Questa era la situazione da cui Bordiga e la Sinistra traevano motivi per pensare che l'esperienza di una tale politica avrebbe illuminato la stessa direzione dell'Internazionale sull'errore commesso inducendola a rettificare il tiro. Questo e non altri (magari di carattere moralistico estetizzanti come vorrebbero alcuni) è il motivo per cui venne rifiutata più tardi la direzione.

La situazione che vede il varo del fronte unico

Quando al III Congresso Lenin pose il problema di aprire una nuova fase di raccoglimento che consentisse ai partiti dell'Internazionale di riprendere e rafforzare le file della propria organizzazione in seno al proletariato e alle masse lavoratrici dei loro paesi, era mosso dalla precisa comprensione del fatto che fosse assolutamente da scartare la tesi dell'azione offensiva permanente, che cioè non si potesse operare sempre come se la Rivoluzione fosse stata dietro l'angolo.
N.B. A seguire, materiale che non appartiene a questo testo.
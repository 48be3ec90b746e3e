//! Keys used in local storage. Each value is a JSON document.

/// The signed-up user's profile ([`edulink_models::UserProfile`]).
pub const PROFILE: &str = "user";

/// JSON array of student IDs registered on this device.
pub const REGISTERED_STUDENT_IDS: &str = "registeredStudentIds";

/// Marker for a school registration that stopped part-way.
pub const PENDING_SCHOOL_REGISTRATION: &str = "pendingSchoolRegistration";

/// Email pre-filled on the sign-in form after "remember me".
pub const REMEMBERED_EMAIL: &str = "rememberedEmail";

pub const ALL: [&str; 4] = [
    PROFILE,
    REGISTERED_STUDENT_IDS,
    PENDING_SCHOOL_REGISTRATION,
    REMEMBERED_EMAIL,
];
//! School registration: the wizard's input schema, the records written to the backend, and the
//! marker kept while a registration is only partially applied.

use std::fmt;
use std::str::FromStr;

use chrono::{DateTime, Utc};
use edulink_core::validation::{FieldErrors, Refine};
use serde::{Deserialize, Serialize};
use serde_json::{Value, json};
use validator::Validate;

use crate::auth::SignUpMetadata;
use crate::registration::PASSWORDS_DONT_MATCH;
use crate::roles::Role;

pub const SCHOOLS_TABLE: &str = "schools";
pub const SCHOOL_ADMINS_TABLE: &str = "school_admins";

/// Interface language of a school.
#[derive(Debug, Clone, Copy, PartialEq, Eq, Default, Serialize, Deserialize)]
#[serde(rename_all = "lowercase")]
pub enum Language {
    Ar,
    Fr,
    #[default]
    En,
}

impl Language {
    pub const ALL: [Language; 3] = [Self::Ar, Self::Fr, Self::En];

    pub fn code(&self) -> &'static str {
        match self {
            Self::Ar => "ar",
            Self::Fr => "fr",
            Self::En => "en",
        }
    }

    pub fn label(&self) -> &'static str {
        match self {
            Self::Ar => "العربية",
            Self::Fr => "Français",
            Self::En => "English",
        }
    }
}

impl fmt::Display for Language {
    fn fmt(&self, f: &mut fmt::Formatter<'_>) -> fmt::Result {
        f.write_str(self.code())
    }
}

impl FromStr for Language {
    type Err = String;

    fn from_str(s: &str) -> Result<Self, Self::Err> {
        match s.trim().to_ascii_lowercase().as_str() {
            "ar" => Ok(Self::Ar),
            "fr" => Ok(Self::Fr),
            "en" => Ok(Self::En),
            _ => Err("Language must be one of: ar, fr, en".to_string()),
        }
    }
}

#[derive(Clone, Default, PartialEq, Eq, Deserialize, Serialize, Validate)]
#[serde(rename_all = "camelCase", default)]
pub struct SchoolRegistrationInput {
    #[validate(length(min = 1, message = "School name is required"))]
    pub school_name: String,
    #[validate(
        length(min = 3, max = 63, message = "Subdomain must be between 3 and 63 characters"),
        custom(function = "edulink_core::subdomain::validate_subdomain_charset")
    )]
    pub subdomain: String,
    #[validate(length(min = 1, message = "Administrator first name is required"))]
    pub admin_first_name: String,
    #[validate(length(min = 1, message = "Administrator last name is required"))]
    pub admin_last_name: String,
    #[validate(email(message = "Invalid email address"))]
    pub email: String,
    #[validate(length(min = 10, message = "Phone number is required"))]
    pub phone: String,
    #[validate(
        length(min = 8, message = "Password must be at least 8 characters"),
        custom(function = "edulink_core::password::validate_password_complexity")
    )]
    pub password: String,
    #[validate(length(min = 8, message = "Confirm password is required"))]
    pub confirm_password: String,
    pub language: Language,
}

impl fmt::Debug for SchoolRegistrationInput {
    fn fmt(&self, f: &mut fmt::Formatter<'_>) -> fmt::Result {
        f.debug_struct("SchoolRegistrationInput")
            .field("school_name", &self.school_name)
            .field("subdomain", &self.subdomain)
            .field("email", &self.email)
            .field("language", &self.language)
            .finish_non_exhaustive()
    }
}

impl SchoolRegistrationInput {
    pub fn admin_metadata(&self) -> SignUpMetadata {
        SignUpMetadata::new(Role::Admin)
            .with("first_name", self.admin_first_name.trim())
            .with("last_name", self.admin_last_name.trim())
            .with("subdomain", self.subdomain.as_str())
    }

    /// Row inserted into the `schools` table.
    pub fn school_record(&self) -> Value {
        json!({
            "name": self.school_name.trim(),
            "subdomain": self.subdomain,
            "email": self.email,
            "phone": self.phone.trim(),
            "language": self.language,
        })
    }

    /// Row inserted into the `school_admins` table linking the new account to the school.
    pub fn admin_link_record(user_id: &str, school_id: &str) -> Value {
        json!({
            "user_id": user_id,
            "school_id": school_id,
            "role": Role::Admin,
        })
    }
}

impl Refine for SchoolRegistrationInput {
    type Context = ();

    fn refine(&self, _: &()) -> FieldErrors {
        let mut errors = FieldErrors::new();
        if self.password != self.confirm_password {
            errors.add("confirmPassword", PASSWORDS_DONT_MATCH);
        }
        errors
    }
}

/// How far a school registration got before it stopped.
#[derive(Debug, Clone, PartialEq, Eq, Serialize, Deserialize)]
#[serde(tag = "kind", rename_all = "camelCase", rename_all_fields = "camelCase")]
pub enum RegistrationStage {
    /// The administrator account exists; the school row does not.
    AccountCreated { user_id: String },
    /// The school row exists; the administrator link does not.
    SchoolCreated { user_id: String, school_id: String },
}

impl RegistrationStage {
    pub fn user_id(&self) -> &str {
        match self {
            Self::AccountCreated { user_id } | Self::SchoolCreated { user_id, .. } => user_id,
        }
    }

    pub fn school_id(&self) -> Option<&str> {
        match self {
            Self::AccountCreated { .. } => None,
            Self::SchoolCreated { school_id, .. } => Some(school_id),
        }
    }
}

/// Marker persisted locally while a school registration is incomplete, so a retry can resume.
#[derive(Debug, Clone, PartialEq, Eq, Serialize, Deserialize)]
#[serde(rename_all = "camelCase")]
pub struct PendingSchoolRegistration {
    pub email: String,
    pub subdomain: String,
    pub stage: RegistrationStage,
    pub updated_at: DateTime<Utc>,
}

impl PendingSchoolRegistration {
    pub fn new(input: &SchoolRegistrationInput, stage: RegistrationStage) -> Self {
        Self {
            email: input.email.clone(),
            subdomain: input.subdomain.clone(),
            stage,
            updated_at: Utc::now(),
        }
    }

    /// True when the pending marker belongs to the registration being submitted.
    pub fn matches(&self, input: &SchoolRegistrationInput) -> bool {
        self.email.eq_ignore_ascii_case(input.email.trim()) && self.subdomain == input.subdomain
    }
}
All'interno del partito russo il “sinistro” della situazione era ancora il solito Bucharin cd è alle sue posizioni estremistiche che aderiva l'intervento di Terracini, più di quanto non interpretasse la posizione della direzione del PCd'I. Contro simili posizioni Lenin affermava:

Chi non capisce che in Europa - dove quasi tutti gli operai sono organizzati - noi dobbiamo conquistare la maggioranza della classe operaia, è perduto per il movimento comunista e non imparerà mai nulla, se non ha imparato nulla durante i tre anni della grande rivoluzione.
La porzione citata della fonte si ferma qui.